Archives For April 2010


How names refer to objects has been a perennial problem in the philosophy of language. The descriptivist account has long prevailed. But is it correct? Before Kripke came along and attacked it, many philosophers thought it was. Since Kripke, however, many philosophers have changed their minds and agree with Kripke, but not all of them. Some are die hard descriptivists. John R. Searle is one of these. Searle argues in Proper Names and Intentionality that Kripke failed to address the actual beliefs of descriptivists, accusing him of what can only be seen as straw man arguments. This is ironic, since Searle’s argument against Kripke is a straw man argument. I will argue against Searle in favor of Kripke. I will argue that Searle’s critique of Kripke is a straw man argument and that intentionality, though necessary, is not sufficient to give the meaning of a name. In fact, I will argue with Kripke, names do not have meanings, all they do is reference objects.

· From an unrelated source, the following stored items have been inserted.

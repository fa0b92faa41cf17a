/// User management endpoints
///
/// # Endpoints
///
/// - `POST /v1/users` - Register a new account (public)
/// - `GET /v1/users` - List users (admin only)
/// - `GET /v1/users/:id` - Read a user (self or admin)
/// - `PUT /v1/users/:id` - Update a user (self or admin; role changes admin only)
/// - `DELETE /v1/users/:id` - Delete a user and their tasks (admin only)
///
/// Every decision goes through `auth::policy::authorize`; handlers resolve
/// the target first, so a missing user is a 404 regardless of the caller.
use axum::{
    extract::{Path, Query, State},
    http::StatusCode,
    Extension, Json,
};
use serde::Deserialize;
use taskdeck_shared::{
    auth::{
        password,
        policy::{authorize, AuthContext, Operation},
    },
    models::user::{CreateUser, UpdateUser, User, UserRole},
};
use uuid::Uuid;
use validator::Validate;

use crate::{
    app::AppState,
    error::{ApiError, ApiResult, ValidationErrorDetail},
};

/// Distinguishes an absent field from an explicit `null`
///
/// Serde collapses both into `None` by default; wrapping the value in a
/// second `Option` keeps `null` (clear the field) apart from absent (leave
/// it alone).
fn nullable_field<'de, D, T>(deserializer: D) -> Result<Option<Option<T>>, D::Error>
where
    D: serde::Deserializer<'de>,
    T: serde::Deserialize<'de>,
{
    Option::<T>::deserialize(deserializer).map(Some)
}

/// Enforces the password strength rules from the auth layer
///
/// The DTO length check only covers the minimum length; this adds the
/// character-class requirements before the password is ever hashed.
fn check_password_strength(password: &str) -> Result<(), ApiError> {
    password::validate_password_strength(password).map_err(|message| {
        ApiError::ValidationError(vec![ValidationErrorDetail {
            field: "password".to_string(),
            message,
        }])
    })
}

/// Registration request
///
/// There is deliberately no `role` field: new accounts always start as
/// regular users, and only an admin can promote them afterwards.
#[derive(Debug, Deserialize, Validate)]
pub struct RegisterRequest {
    /// Login name
    #[validate(length(min = 3, max = 80, message = "Username must be 3-80 characters"))]
    pub username: String,

    /// Email address
    #[validate(email(message = "Invalid email format"))]
    pub email: String,

    /// Password
    #[validate(length(min = 8, message = "Password must be at least 8 characters"))]
    pub password: String,

    /// Optional display name
    #[validate(length(max = 255, message = "Name must be at most 255 characters"))]
    pub name: Option<String>,
}

/// Update request
///
/// All fields optional; only provided fields change. A `role` field from a
/// non-admin caller fails the whole request with 403, even when every other
/// field would be permitted.
#[derive(Debug, Deserialize, Validate)]
pub struct UpdateUserRequest {
    #[validate(length(min = 3, max = 80, message = "Username must be 3-80 characters"))]
    pub username: Option<String>,

    #[validate(email(message = "Invalid email format"))]
    pub email: Option<String>,

    /// New display name; an explicit `null` clears it, an absent field
    /// leaves it unchanged
    #[serde(default, deserialize_with = "nullable_field")]
    #[validate(length(max = 255, message = "Name must be at most 255 characters"))]
    pub name: Option<Option<String>>,

    #[validate(length(min = 8, message = "Password must be at least 8 characters"))]
    pub password: Option<String>,

    pub role: Option<UserRole>,
}

/// Pagination query parameters
#[derive(Debug, Deserialize)]
pub struct Pagination {
    #[serde(default = "default_limit")]
    pub limit: i64,

    #[serde(default)]
    pub offset: i64,
}

fn default_limit() -> i64 {
    50
}

/// Register a new user (public)
///
/// # Errors
///
/// - `409 Conflict`: Username or email already exists
/// - `422 Unprocessable Entity`: Validation failed
pub async fn create_user(
    State(state): State<AppState>,
    Json(req): Json<RegisterRequest>,
) -> ApiResult<(StatusCode, Json<User>)> {
    authorize(None, Operation::CreateUser)?;

    req.validate().map_err(ApiError::from_validation)?;
    check_password_strength(&req.password)?;

    let password_hash = password::hash_password(&req.password)?;

    let user = User::create(
        &state.db,
        CreateUser {
            username: req.username,
            email: req.email,
            name: req.name,
            password_hash,
            role: UserRole::User,
        },
    )
    .await?;

    tracing::info!(user_id = %user.id, "User registered");

    Ok((StatusCode::CREATED, Json(user)))
}

/// List all users (admin only)
pub async fn list_users(
    State(state): State<AppState>,
    Extension(auth): Extension<AuthContext>,
    Query(page): Query<Pagination>,
) -> ApiResult<Json<Vec<User>>> {
    authorize(Some(&auth), Operation::ListUsers)?;

    let users = User::list(&state.db, page.limit, page.offset).await?;

    Ok(Json(users))
}

/// Read a single user (self or admin)
pub async fn get_user(
    State(state): State<AppState>,
    Extension(auth): Extension<AuthContext>,
    Path(id): Path<Uuid>,
) -> ApiResult<Json<User>> {
    let user = User::find_by_id(&state.db, id)
        .await?
        .ok_or_else(|| ApiError::NotFound("User not found".to_string()))?;

    authorize(Some(&auth), Operation::ReadUser { target_id: user.id })?;

    Ok(Json(user))
}

/// Update a user (self or admin; role changes admin only)
pub async fn update_user(
    State(state): State<AppState>,
    Extension(auth): Extension<AuthContext>,
    Path(id): Path<Uuid>,
    Json(req): Json<UpdateUserRequest>,
) -> ApiResult<Json<User>> {
    let target = User::find_by_id(&state.db, id)
        .await?
        .ok_or_else(|| ApiError::NotFound("User not found".to_string()))?;

    authorize(
        Some(&auth),
        Operation::UpdateUser {
            target_id: target.id,
            changes_role: req.role.is_some(),
        },
    )?;

    req.validate().map_err(ApiError::from_validation)?;

    let password_hash = match req.password {
        Some(ref plaintext) => {
            check_password_strength(plaintext)?;
            Some(password::hash_password(plaintext)?)
        }
        None => None,
    };

    let updated = User::update(
        &state.db,
        target.id,
        UpdateUser {
            username: req.username,
            email: req.email,
            name: req.name,
            password_hash,
            role: req.role,
        },
    )
    .await?
    .ok_or_else(|| ApiError::NotFound("User not found".to_string()))?;

    Ok(Json(updated))
}

/// Delete a user and every task they own (admin only)
pub async fn delete_user(
    State(state): State<AppState>,
    Extension(auth): Extension<AuthContext>,
    Path(id): Path<Uuid>,
) -> ApiResult<StatusCode> {
    let target = User::find_by_id(&state.db, id)
        .await?
        .ok_or_else(|| ApiError::NotFound("User not found".to_string()))?;

    authorize(Some(&auth), Operation::DeleteUser)?;

    User::delete(&state.db, target.id).await?;

    tracing::info!(user_id = %target.id, deleted_by = %auth.user_id, "User deleted");

    Ok(StatusCode::NO_CONTENT)
}

#[cfg(test)]
mod tests {
    use super::*;

    #[test]
    fn test_update_name_distinguishes_null_from_absent() {
        let absent: UpdateUserRequest = serde_json::from_str(r#"{}"#).unwrap();
        assert_eq!(absent.name, None);

        let cleared: UpdateUserRequest = serde_json::from_str(r#"{"name": null}"#).unwrap();
        assert_eq!(cleared.name, Some(None));

        let set: UpdateUserRequest = serde_json::from_str(r#"{"name": "Jane Doe"}"#).unwrap();
        assert_eq!(set.name, Some(Some("Jane Doe".to_string())));
    }

    #[test]
    fn test_check_password_strength_maps_to_validation_error() {
        assert!(check_password_strength("MyP@ssw0rd!").is_ok());

        match check_password_strength("NoSpecial123") {
            Err(ApiError::ValidationError(details)) => {
                assert_eq!(details[0].field, "password");
            }
            other => panic!("Expected validation error, got {:?}", other),
        }
    }
}
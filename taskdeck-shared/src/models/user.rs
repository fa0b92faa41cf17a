/// User model and database operations
///
/// This module provides the User model and CRUD operations for managing user
/// accounts. Every task is owned by exactly one user; deleting a user
/// explicitly deletes the owned tasks in the same transaction.
///
/// # Schema
///
/// ```sql
/// CREATE TYPE user_role AS ENUM ('user', 'admin');
///
/// CREATE TABLE users (
///     id UUID PRIMARY KEY DEFAULT gen_random_uuid(),
///     username VARCHAR(80) NOT NULL UNIQUE,
///     email VARCHAR(255) NOT NULL UNIQUE,
///     name VARCHAR(255),
///     password_hash VARCHAR(255) NOT NULL,
///     role user_role NOT NULL DEFAULT 'user',
///     created_at TIMESTAMPTZ NOT NULL DEFAULT NOW(),
///     updated_at TIMESTAMPTZ NOT NULL DEFAULT NOW()
/// );
/// ```
///
/// # Example
///
/// ```no_run
/// use taskdeck_shared::models::user::{CreateUser, User, UserRole};
/// # use sqlx::PgPool;
///
/// # async fn example(pool: PgPool) -> Result<(), sqlx::Error> {
/// let user = User::create(&pool, CreateUser {
///     username: "jdoe".to_string(),
///     email: "jdoe@example.com".to_string(),
///     name: Some("John Doe".to_string()),
///     password_hash: "$argon2id$...".to_string(),
///     role: UserRole::User,
/// }).await?;
///
/// let found = User::find_by_username(&pool, "jdoe").await?;
/// assert!(found.is_some());
/// # Ok(())
/// # }
/// ```
use chrono::{DateTime, Utc};
use serde::{Deserialize, Serialize};
use sqlx::PgPool;
use uuid::Uuid;

/// Role assigned to a user account
///
/// Admins may act on any task or user; regular users only on what they own
/// (see `auth::policy` for the full rule table).
#[derive(Debug, Clone, Copy, PartialEq, Eq, Serialize, Deserialize, sqlx::Type)]
#[sqlx(type_name = "user_role", rename_all = "lowercase")]
#[serde(rename_all = "lowercase")]
pub enum UserRole {
    /// Regular user: sees and mutates only their own tasks and profile
    User,

    /// Administrator: full access to all tasks and user management
    Admin,
}

impl UserRole {
    /// Converts role to string for logging and display
    pub fn as_str(&self) -> &'static str {
        match self {
            UserRole::User => "user",
            UserRole::Admin => "admin",
        }
    }

    pub fn is_admin(&self) -> bool {
        matches!(self, UserRole::Admin)
    }
}

/// User model representing an account
///
/// Passwords are stored as Argon2id hashes, never in plaintext. The hash is
/// never serialized into API responses.
#[derive(Debug, Clone, Serialize, Deserialize, sqlx::FromRow)]
pub struct User {
    /// Unique user ID (UUID v4)
    pub id: Uuid,

    /// Login name, unique across all users
    pub username: String,

    /// Email address, unique across all users
    pub email: String,

    /// Optional display name
    pub name: Option<String>,

    /// Argon2id password hash (PHC string format)
    #[serde(skip_serializing)]
    pub password_hash: String,

    /// Account role
    pub role: UserRole,

    /// When the account was created
    pub created_at: DateTime<Utc>,

    /// When the account was last updated
    pub updated_at: DateTime<Utc>,
}

/// Input for creating a new user
#[derive(Debug, Clone)]
pub struct CreateUser {
    pub username: String,
    pub email: String,
    pub name: Option<String>,

    /// Argon2id password hash (NOT the plaintext password)
    pub password_hash: String,

    pub role: UserRole,
}

/// Input for updating an existing user
///
/// All fields are optional. Only non-None fields will be updated.
#[derive(Debug, Clone, Default)]
pub struct UpdateUser {
    pub username: Option<String>,
    pub email: Option<String>,

    /// New display name (use Some(None) to clear)
    pub name: Option<Option<String>>,

    pub password_hash: Option<String>,
    pub role: Option<UserRole>,
}

impl User {
    /// Creates a new user in the database
    ///
    /// # Errors
    ///
    /// Returns an error if the username or email already exists (unique
    /// constraint violation) or the database connection fails.
    pub async fn create(pool: &PgPool, data: CreateUser) -> Result<Self, sqlx::Error> {
        let user = sqlx::query_as::<_, User>(
            r#"
            INSERT INTO users (username, email, name, password_hash, role)
            VALUES ($1, $2, $3, $4, $5)
            RETURNING id, username, email, name, password_hash, role, created_at, updated_at
            "#,
        )
        .bind(data.username)
        .bind(data.email)
        .bind(data.name)
        .bind(data.password_hash)
        .bind(data.role)
        .fetch_one(pool)
        .await?;

        Ok(user)
    }

    /// Finds a user by ID
    ///
    /// Returns the user if found, None otherwise.
    pub async fn find_by_id(pool: &PgPool, id: Uuid) -> Result<Option<Self>, sqlx::Error> {
        let user = sqlx::query_as::<_, User>(
            r#"
            SELECT id, username, email, name, password_hash, role, created_at, updated_at
            FROM users
            WHERE id = $1
            "#,
        )
        .bind(id)
        .fetch_optional(pool)
        .await?;

        Ok(user)
    }

    /// Finds a user by username
    ///
    /// Used by the login flow to resolve credentials to an identity.
    pub async fn find_by_username(
        pool: &PgPool,
        username: &str,
    ) -> Result<Option<Self>, sqlx::Error> {
        let user = sqlx::query_as::<_, User>(
            r#"
            SELECT id, username, email, name, password_hash, role, created_at, updated_at
            FROM users
            WHERE username = $1
            "#,
        )
        .bind(username)
        .fetch_optional(pool)
        .await?;

        Ok(user)
    }

    /// Finds a user by email address
    pub async fn find_by_email(pool: &PgPool, email: &str) -> Result<Option<Self>, sqlx::Error> {
        let user = sqlx::query_as::<_, User>(
            r#"
            SELECT id, username, email, name, password_hash, role, created_at, updated_at
            FROM users
            WHERE email = $1
            "#,
        )
        .bind(email)
        .fetch_optional(pool)
        .await?;

        Ok(user)
    }

    /// Updates an existing user
    ///
    /// Only non-None fields in `data` are updated. The `updated_at` timestamp
    /// is automatically set to the current time.
    ///
    /// # Returns
    ///
    /// The updated user if found, None if the user doesn't exist
    ///
    /// # Errors
    ///
    /// Returns an error if the new username or email collides with another
    /// user, or the database connection fails.
    pub async fn update(
        pool: &PgPool,
        id: Uuid,
        data: UpdateUser,
    ) -> Result<Option<Self>, sqlx::Error> {
        // Build dynamic update query based on which fields are present
        let mut query = String::from("UPDATE users SET updated_at = NOW()");
        let mut bind_count = 1;

        if data.username.is_some() {
            bind_count += 1;
            query.push_str(&format!(", username = ${}", bind_count));
        }
        if data.email.is_some() {
            bind_count += 1;
            query.push_str(&format!(", email = ${}", bind_count));
        }
        if data.name.is_some() {
            bind_count += 1;
            query.push_str(&format!(", name = ${}", bind_count));
        }
        if data.password_hash.is_some() {
            bind_count += 1;
            query.push_str(&format!(", password_hash = ${}", bind_count));
        }
        if data.role.is_some() {
            bind_count += 1;
            query.push_str(&format!(", role = ${}", bind_count));
        }

        query.push_str(
            " WHERE id = $1 RETURNING id, username, email, name, password_hash, role, created_at, updated_at",
        );

        let mut q = sqlx::query_as::<_, User>(&query).bind(id);

        if let Some(username) = data.username {
            q = q.bind(username);
        }
        if let Some(email) = data.email {
            q = q.bind(email);
        }
        if let Some(name_opt) = data.name {
            q = q.bind(name_opt);
        }
        if let Some(password_hash) = data.password_hash {
            q = q.bind(password_hash);
        }
        if let Some(role) = data.role {
            q = q.bind(role);
        }

        let user = q.fetch_optional(pool).await?;

        Ok(user)
    }

    /// Deletes a user and all tasks they own
    ///
    /// The cascade is explicit: owned tasks are removed first, then the user,
    /// both inside one transaction so a failure leaves nothing half-deleted.
    ///
    /// # Returns
    ///
    /// True if the user was deleted, false if the user didn't exist
    pub async fn delete(pool: &PgPool, id: Uuid) -> Result<bool, sqlx::Error> {
        let mut tx = pool.begin().await?;

        sqlx::query("DELETE FROM tasks WHERE owner_id = $1")
            .bind(id)
            .execute(&mut *tx)
            .await?;

        let result = sqlx::query("DELETE FROM users WHERE id = $1")
            .bind(id)
            .execute(&mut *tx)
            .await?;

        tx.commit().await?;

        Ok(result.rows_affected() > 0)
    }

    /// Lists all users with pagination
    ///
    /// Ordered by creation date, newest first.
    pub async fn list(pool: &PgPool, limit: i64, offset: i64) -> Result<Vec<Self>, sqlx::Error> {
        let users = sqlx::query_as::<_, User>(
            r#"
            SELECT id, username, email, name, password_hash, role, created_at, updated_at
            FROM users
            ORDER BY created_at DESC
            LIMIT $1 OFFSET $2
            "#,
        )
        .bind(limit)
        .bind(offset)
        .fetch_all(pool)
        .await?;

        Ok(users)
    }
}
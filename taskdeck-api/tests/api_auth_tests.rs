/// Integration tests for the API's authentication and input surfaces
///
/// These tests drive the full router with `tower::ServiceExt::oneshot` and
/// a lazy connection pool, covering every path that must be decided before
/// storage is touched:
/// - missing / malformed / invalid credentials (401)
/// - request validation failures (422)
///
/// Paths that need real rows (ownership checks, cascades) are covered by
/// the policy unit tests in taskdeck-shared plus a live-database
/// environment; nothing here requires a running Postgres.
use axum::{
    body::Body,
    http::{Request, StatusCode},
};
use sqlx::postgres::PgPoolOptions;
use taskdeck_api::{
    app::{build_router, AppState},
    config::{ApiConfig, Config, DatabaseConfig, JwtConfig},
};
use tower::ServiceExt;

const TEST_SECRET: &str = "test-secret-key-at-least-32-bytes-long";

/// Builds a router backed by a lazy pool that never actually connects
fn test_app() -> axum::Router {
    let config = Config {
        api: ApiConfig {
            host: "127.0.0.1".to_string(),
            port: 0,
            cors_origins: vec!["*".to_string()],
        },
        database: DatabaseConfig {
            url: "postgresql://localhost/unused".to_string(),
            max_connections: 1,
        },
        jwt: JwtConfig {
            secret: TEST_SECRET.to_string(),
        },
    };

    let pool = PgPoolOptions::new()
        .max_connections(1)
        .connect_lazy(&config.database.url)
        .expect("lazy pool");

    build_router(AppState::new(pool, config))
}

async fn body_json(response: axum::response::Response) -> serde_json::Value {
    let bytes = axum::body::to_bytes(response.into_body(), usize::MAX)
        .await
        .expect("read body");
    serde_json::from_slice(&bytes).expect("parse body")
}

#[tokio::test]
async fn test_protected_routes_require_token() {
    for (method, uri) in [
        ("GET", "/v1/tasks"),
        ("POST", "/v1/tasks"),
        ("GET", "/v1/users"),
        ("DELETE", "/v1/users/00000000-0000-0000-0000-000000000000"),
        ("PATCH", "/v1/tasks/00000000-0000-0000-0000-000000000000/complete"),
    ] {
        let request = Request::builder()
            .method(method)
            .uri(uri)
            .body(Body::empty())
            .unwrap();

        let response = test_app().oneshot(request).await.unwrap();

        assert_eq!(
            response.status(),
            StatusCode::UNAUTHORIZED,
            "{} {} should require a token",
            method,
            uri
        );

        let body = body_json(response).await;
        assert_eq!(body["error"], "unauthorized");
    }
}

#[tokio::test]
async fn test_garbage_token_is_unauthorized() {
    let request = Request::builder()
        .method("GET")
        .uri("/v1/tasks")
        .header("authorization", "Bearer not-a-real-token")
        .body(Body::empty())
        .unwrap();

    let response = test_app().oneshot(request).await.unwrap();
    assert_eq!(response.status(), StatusCode::UNAUTHORIZED);
}

#[tokio::test]
async fn test_non_bearer_scheme_is_unauthorized() {
    let request = Request::builder()
        .method("GET")
        .uri("/v1/tasks")
        .header("authorization", "Basic dXNlcjpwYXNz")
        .body(Body::empty())
        .unwrap();

    let response = test_app().oneshot(request).await.unwrap();
    assert_eq!(response.status(), StatusCode::UNAUTHORIZED);
}

#[tokio::test]
async fn test_refresh_token_cannot_access_api() {
    use taskdeck_shared::auth::jwt::{create_token, Claims, TokenType};
    use taskdeck_shared::models::user::UserRole;
    use uuid::Uuid;

    // Refresh tokens are for /v1/auth/refresh only
    let claims = Claims::new(Uuid::new_v4(), UserRole::User, TokenType::Refresh);
    let token = create_token(&claims, TEST_SECRET).unwrap();

    let request = Request::builder()
        .method("GET")
        .uri("/v1/tasks")
        .header("authorization", format!("Bearer {}", token))
        .body(Body::empty())
        .unwrap();

    let response = test_app().oneshot(request).await.unwrap();
    assert_eq!(response.status(), StatusCode::UNAUTHORIZED);
}

#[tokio::test]
async fn test_registration_rejects_invalid_input() {
    let cases = [
        // bad email
        serde_json::json!({
            "username": "jdoe",
            "email": "not-an-email",
            "password": "LongEnough1!"
        }),
        // short password
        serde_json::json!({
            "username": "jdoe",
            "email": "jdoe@example.com",
            "password": "short"
        }),
        // short username
        serde_json::json!({
            "username": "ab",
            "email": "jdoe@example.com",
            "password": "LongEnough1!"
        }),
    ];

    for payload in cases {
        let request = Request::builder()
            .method("POST")
            .uri("/v1/users")
            .header("content-type", "application/json")
            .body(Body::from(payload.to_string()))
            .unwrap();

        let response = test_app().oneshot(request).await.unwrap();

        assert_eq!(
            response.status(),
            StatusCode::UNPROCESSABLE_ENTITY,
            "payload {} should be rejected",
            payload
        );

        let body = body_json(response).await;
        assert_eq!(body["error"], "validation_error");
        assert!(body["details"].is_array());
    }
}

#[tokio::test]
async fn test_login_rejects_empty_fields() {
    let request = Request::builder()
        .method("POST")
        .uri("/v1/auth/login")
        .header("content-type", "application/json")
        .body(Body::from(
            serde_json::json!({"username": "", "password": ""}).to_string(),
        ))
        .unwrap();

    let response = test_app().oneshot(request).await.unwrap();
    assert_eq!(response.status(), StatusCode::UNPROCESSABLE_ENTITY);
}

#[tokio::test]
async fn test_refresh_rejects_invalid_token() {
    let request = Request::builder()
        .method("POST")
        .uri("/v1/auth/refresh")
        .header("content-type", "application/json")
        .body(Body::from(
            serde_json::json!({"refresh_token": "bogus"}).to_string(),
        ))
        .unwrap();

    let response = test_app().oneshot(request).await.unwrap();
    assert_eq!(response.status(), StatusCode::UNAUTHORIZED);
}

#[tokio::test]
async fn test_refresh_rejects_access_token() {
    use taskdeck_shared::auth::jwt::{create_token, Claims, TokenType};
    use taskdeck_shared::models::user::UserRole;
    use uuid::Uuid;

    let claims = Claims::new(Uuid::new_v4(), UserRole::User, TokenType::Access);
    let token = create_token(&claims, TEST_SECRET).unwrap();

    let request = Request::builder()
        .method("POST")
        .uri("/v1/auth/refresh")
        .header("content-type", "application/json")
        .body(Body::from(
            serde_json::json!({ "refresh_token": token }).to_string(),
        ))
        .unwrap();

    let response = test_app().oneshot(request).await.unwrap();
    assert_eq!(response.status(), StatusCode::UNAUTHORIZED);
}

Frege, whose contribution to the philosophy of language was inspired by his work in logic and mathematics, and, ultimately, directed towards it, worked in the semantic tradition. That is, he attempted to explain how language works by appealing to properties of the symbols it uses. He was concerned with the epistemic issues of how language is cognitively significant, how it represents the thoughts of its users, and how it connects those thoughts to the world. Frege proposed a two-part theory to answer these questions, in which words and sentences have two semantic properties: (1) a sense, or mode of presentation, and (2) a reference. Words and sentences represent the thoughts of the user through the sense, while they connect to the world through reference. Frege’s theory of proper names is that they are shorthand for definite descriptions.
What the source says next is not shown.